Keywords: ball clay, clay, dioxins, furans, human exposure, polychlorinated biphenyls
Neither polychlorinated dibenzo-p-dioxins (PCDDs) nor polychlorinated dibenzofurans (PCDFs) were ever produced commercially in the United States, and commercial production of polychlorinated biphenyls (PCBs) in the United States stopped in 1977 [Agency for Toxic Substances and Disease Registry (ATSDR) 1994, 1998, 2000]. PCDDs and PCDFs are unintended by-products of certain chemical processes involving chlorine, as well as combustion and incineration processes. Examples include the bleaching processes involved in making white paper products, manufacture of chlorinated phenols, waste incineration, production of various metals, and combustion of fossil fuels (ATSDR 1994, 1998). Production and/or combustion of PCBs is another source of PCDFs (ATSDR 1994). Collectively referred to as dioxins or dioxin-like compounds, PCDDs, PCDFs, and PCBs became widely distributed in the environment during the 20th century largely as a result of anthropogenic activities.
For the general population, the dominant source of exposure to dioxin-like compounds is food (> 90%), primarily via consumption of dairy, meat, and fish products (ATSDR 1994, 1998, 2000). Circumstances of exposure that can be significant in selected subpopulations include occupational exposures to workers in industries that create dioxins (e.g., manufacture of phenoxyherbicides or other dioxin-contaminated chemicals and incineration operations); persons who consume large quantities of fish or game from contaminated regions; subsistence farmers who consume meat and/or dairy products produced in contaminated areas; and persons who live in the vicinity of waste incinerators. Transfer across the placenta and breast-feeding can also be important routes of exposure to fetuses and infants, respectively.
Elevated levels of PCDDs have been found in ball clay from various regions in the United States and Europe (Ferrario and Byrne 2002; Ferrario et al. 2000, 2007; Holmstrand et al. 2006). Evidence suggests that these PCDDs were formed naturally via an abiotic and nonpyrogenic process and are not the result of anthropogenic activities (Ferrario et al. 2000; Holmstrand et al. 2006). In the past, dioxin contamination from ball clay has been found in various animal products, including chicken and catfish, due to the use of ball clay as an anticaking additive in feed (Ferrario and Byrne 2000). Although contamination of food with dioxins from ball clay may have caused human exposures via the food chain, we are not aware of any reports that document ball clay as a direct source of human exposure to PCDDs, PCDFs, and/or dioxin-like PCBs.
The University of Michigan Dioxin Exposure Study (UMDES) was designed to determine whether PCDDs, PCDFs, and dioxin-like PCBs (hereafter collectively referred to as “dioxins”) in soil and/or house dust are related to or explain serum levels of these contaminants, with adjustment for other known risk factors (i.e., diet, occupation, age, body mass index, etc.).
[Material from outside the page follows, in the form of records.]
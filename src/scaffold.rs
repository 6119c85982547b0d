//! Writing a template out as a new function project.

use crate::error::{FnkitError, Result};
use crate::manifest::MANIFEST_FILE;
use crate::registry::Template;
use std::fs;
use std::path::{Path, PathBuf};
use std::process::{Command, Stdio};
use tracing::{debug, info};

/// Options for [`materialize`].
#[derive(Debug, Clone, Default)]
pub struct ScaffoldOptions {
    /// Write into a directory that already has content.
    pub force: bool,
}

/// Write `template` into `target`, creating the directory if needed.
///
/// Writes every starter file plus the manifest. Returns the written paths in
/// the order they were written.
pub fn materialize(
    template: &Template,
    target: &Path,
    options: &ScaffoldOptions,
) -> Result<Vec<PathBuf>> {
    if target.exists() && !options.force && !is_empty_dir(target)? {
        return Err(FnkitError::ProjectNotEmpty {
            path: target.to_path_buf(),
        });
    }
    fs::create_dir_all(target)?;

    let mut written = Vec::with_capacity(template.files.len() + 1);
    for (key, content) in &template.files {
        let path = target.join(key);
        if let Some(parent) = path.parent() {
            fs::create_dir_all(parent)?;
        }
        fs::write(&path, content)?;
        debug!(path = %path.display(), "wrote starter file");
        written.push(path);
    }

    let manifest_path = target.join(MANIFEST_FILE);
    template.manifest.save_as(&manifest_path)?;
    written.push(manifest_path);

    info!(target = %target.display(), files = written.len(), "project created");
    Ok(written)
}

fn is_empty_dir(path: &Path) -> Result<bool> {
    if !path.is_dir() {
        return Ok(false);
    }
    Ok(fs::read_dir(path)?.next().is_none())
}

/// Run the template's build action (`make <action>`) inside `dir`.
///
/// Output goes straight to the terminal. A non-zero exit is an error.
pub fn run_post_clone(action: &str, dir: &Path) -> Result<()> {
    let command = format!("make {}", action);
    debug!(command = %command, dir = %dir.display(), "running post-clone action");

    let status = Command::new("make")
        .arg(action)
        .current_dir(dir)
        .stdin(Stdio::null())
        .stdout(Stdio::inherit())
        .stderr(Stdio::inherit())
        .status()?;

    if status.success() {
        Ok(())
    } else {
        Err(FnkitError::CommandFailed {
            command,
            code: status.code(),
        })
    }
}

#[cfg(test)]
mod tests {
    use super::*;
    use crate::manifest::Manifest;
    use std::collections::BTreeMap;
    use tempfile::TempDir;

    fn template() -> Template {
        let mut files = BTreeMap::new();
        files.insert("app.py".to_string(), "print('hi')\n".to_string());
        files.insert("src/lib/util.py".to_string(), "X = 1\n".to_string());
        Template {
            description: "test".into(),
            manifest: Manifest {
                name: "hello".into(),
                run: vec!["python3".into(), "app.py".into()],
                ..Default::default()
            },
            files,
            ..Default::default()
        }
    }

    #[test]
    fn writes_files_and_manifest() {
        let temp = TempDir::new().unwrap();
        let target = temp.path().join("hello");

        let written = materialize(&template(), &target, &ScaffoldOptions::default()).unwrap();

        assert_eq!(written.len(), 3);
        assert_eq!(
            fs::read_to_string(target.join("app.py")).unwrap(),
            "print('hi')\n"
        );
        assert!(target.join("src/lib/util.py").exists());
        let manifest = Manifest::from_path(&target.join(MANIFEST_FILE)).unwrap();
        assert_eq!(manifest.name, "hello");
        assert_eq!(manifest.run, vec!["python3", "app.py"]);
    }

    #[test]
    fn empty_existing_directory_is_fine() {
        let temp = TempDir::new().unwrap();
        materialize(&template(), temp.path(), &ScaffoldOptions::default()).unwrap();
        assert!(temp.path().join("app.py").exists());
    }

    #[test]
    fn refuses_non_empty_directory() {
        let temp = TempDir::new().unwrap();
        fs::write(temp.path().join("existing.txt"), "keep").unwrap();

        let err = materialize(&template(), temp.path(), &ScaffoldOptions::default()).unwrap_err();
        assert!(matches!(err, FnkitError::ProjectNotEmpty { .. }));
        assert!(!temp.path().join("app.py").exists());
    }

    #[test]
    fn force_writes_into_non_empty_directory() {
        let temp = TempDir::new().unwrap();
        fs::write(temp.path().join("existing.txt"), "keep").unwrap();

        materialize(&template(), temp.path(), &ScaffoldOptions { force: true }).unwrap();
        assert!(temp.path().join("app.py").exists());
        assert!(temp.path().join("existing.txt").exists());
    }

    #[test]
    fn target_that_is_a_file_is_refused() {
        let temp = TempDir::new().unwrap();
        let target = temp.path().join("file");
        fs::write(&target, "x").unwrap();

        let err = materialize(&template(), &target, &ScaffoldOptions::default()).unwrap_err();
        assert!(matches!(err, FnkitError::ProjectNotEmpty { .. }));
    }

    #[cfg(unix)]
    #[test]
    fn post_clone_runs_make_target() {
        if Command::new("make").arg("--version").output().is_err() {
            return;
        }
        let temp = TempDir::new().unwrap();
        fs::write(
            temp.path().join("Makefile"),
            "install:\n\ttouch installed\n",
        )
        .unwrap();

        run_post_clone("install", temp.path()).unwrap();
        assert!(temp.path().join("installed").exists());
    }

    #[cfg(unix)]
    #[test]
    fn post_clone_failure_is_command_failed() {
        if Command::new("make").arg("--version").output().is_err() {
            return;
        }
        let temp = TempDir::new().unwrap();
        fs::write(temp.path().join("Makefile"), "install:\n\tfalse\n").unwrap();

        let err = run_post_clone("install", temp.path()).unwrap_err();
        match err {
            FnkitError::CommandFailed { command, code } => {
                assert_eq!(command, "make install");
                assert_ne!(code, Some(0));
            }
            other => panic!("unexpected error: {other}"),
        }
    }
}
//! fnkit CLI entry point.

use std::process::ExitCode;

use clap::Parser;
use fnkit::cli::{Cli, CommandContext, CommandDispatcher};
use fnkit::config::Settings;
use fnkit::ui::{create_ui, OutputMode};
use tracing_subscriber::{fmt, prelude::*, EnvFilter};

/// Initialize the tracing subscriber for logging.
///
/// Log level is controlled by:
/// 1. `--debug` flag sets level to DEBUG
/// 2. `RUST_LOG` environment variable (if set)
/// 3. Default is INFO
fn init_tracing(debug: bool) {
    let filter = if debug {
        EnvFilter::new("fnkit=debug")
    } else {
        EnvFilter::try_from_default_env().unwrap_or_else(|_| EnvFilter::new("fnkit=info"))
    };

    tracing_subscriber::registry()
        .with(fmt::layer().with_target(false).with_writer(std::io::stderr))
        .with(filter)
        .init();
}

fn main() -> ExitCode {
    let cli = Cli::parse();
    init_tracing(cli.debug);

    tracing::debug!("fnkit starting with args: {:?}", cli);

    if cli.no_color {
        console::set_colors_enabled(false);
        console::set_colors_enabled_stderr(false);
    }

    let mut ui = create_ui(OutputMode::from_flags(cli.verbose, cli.quiet));

    let settings = match Settings::load() {
        Ok(settings) => settings,
        Err(e) => {
            ui.error(&format!("Error: {}", e));
            return ExitCode::from(1);
        }
    };

    let dispatcher = CommandDispatcher::new(CommandContext::new(cli.templates_dir.clone(), &settings));

    match dispatcher.dispatch(&cli, ui.as_mut()) {
        Ok(result) => ExitCode::from(result.exit_code as u8),
        Err(e) => {
            ui.error(&format!("Error: {}", e));
            ExitCode::from(1)
        }
    }
}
The study was undertaken in response to concerns among the population of Midland and Saginaw Counties that dioxin-like compounds from the Dow Chemical Company facilities in Midland, Michigan, have contaminated areas of the City of Midland and sediments in the Tittabawassee River flood plain. The study measured the serum levels of the World Health Organization (WHO) 29 dioxin congeners with consensus toxic equivalency factors (TEFs) in a random sample of the population in the study regions (Van den Berg et al. 2006). Analyzable serum samples were obtained from 946 participants. Eligible subjects also had the same congener analyses performed on soil samples from around their homes (n = 766) and on house dust sampled from inside homes (n = 764). All chemical analyses for PCDDs, PCDFs, and PCBs were performed by Vista Analytical Laboratory (El Dorado Hills, CA) using modified U.S. Environmental Protection Agency (EPA) methods 8290 (U.S. EPA 1994) and 1668, Revision A (U.S. EPA 1999).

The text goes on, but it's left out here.